Saturday, August 15, 2015

"The Path of Love"


    
    Trouble tempts us to self-centeredness.  "Job answered and said, Oh that my grief were throughly weighed, and my calamity weighed in the balances together!" (Job 6:1-2).  

    Contrast this with the Lord Jesus Christ, who upon the cross of His sorrow and forsakeness prayed, "Father forgive them, for they know not what they do" (Luke 23:34).  Or consider the Apostle Paul's response to difficult challenge - "For as the sufferings of Christ abound in us, so our consolation also aboundeth by Christ.  And whether we be afflicted, it is for your consolation and salvation, which is effectual in the enduring of the same sufferings which we also suffer: or whether we be comforted, it is for your consolation and salvation" (II Corinthians 1:5-6) . Clearly the Lord and His servant saw an opportunity in trouble, namely, the means of ministry whereby God redeems our pains into the power to venture forth from ourselves unto blessing others.

    When born again believers face pain and difficulty, of whatever mode and measure, our initial response will involve the normal human tendencies - "I hurt!"  "I'm sad!"  "I'm scared!"  "I'm confused!"  "I've been treated unjustly!"  "I'm angry!"  What if, however, we do not have to remain in the grips of our reaction?  What if we might open the eyes of our hearts to see a path of love lying before us?  It does.  Our faith began with the sufferings of One becoming the redemption of many.  It continues as we realize this same One now dwells in us by His Spirit, purposing to live the same quality of character and life in us.  "Always bearing about in the body the dying of the Lord Jesus, that the life also of Jesus might be made manifest in our mortal body… for all things are for your sakes" (II Corinthians 4:10; 15). 

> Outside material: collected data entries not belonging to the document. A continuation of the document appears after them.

//! # chaincontract-observability
//!
//! Structured logging for ChainContract sessions and transports, built on
//! `tracing-subscriber`.
//!
//! ```no_run
//! use chaincontract_observability::{init_tracing, LogConfig};
//!
//! init_tracing(&LogConfig::default().with_component("chaincontract-session", "debug"));
//! ```

pub mod tracing_setup;

pub use tracing_setup::{init_tracing, try_init_tracing, LogConfig};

    No measure exists whereby the power of this truth can be calculated.  Recognizing trouble as the opportunity to trust God and to remember the difficulties of others empowers us to a transcendant Life far beyond the human.  When the initial question, "Why is this happening to me?" becomes "Who is this for?", the Lord Jesus walks the troubled paths of this world again.  In us.  Moreover, He walks them in the triumph of love whereby self-centerness dissolves in the glory of God's sublime character of devotion to others.  Our particular path begins with prayers for others experiencing trouble - "And the Lord turned the captivity of Job when he prayed for his friends" (Job 42:10).  It continues by innumerable possibilities of ministry to others, based upon our own difficulties and challenges.  "I would ye should understand, brethren, that the things which have happened to me have fallen out rather unto the furtherance of the Gospel" (Philippians 1:12).  Only eternity will reveal the wonders of Christ's goodness known thereby, but this moment offers a path to the troubled and hurting, the path of our Lord's love that leads us upward, outward, and away from ourselves unto His glory and the benefit of others

"So then death worketh in us, but life in you."
(II Corinthians 4:12)

Weekly Memory Verse
    I am persuaded that neither death nor life nor angels nor principalities nor powers nor things present nor things to come nor height nor depth nor any other creature shall be able to separate us from the love of God which is in Christ Jesus our Lord.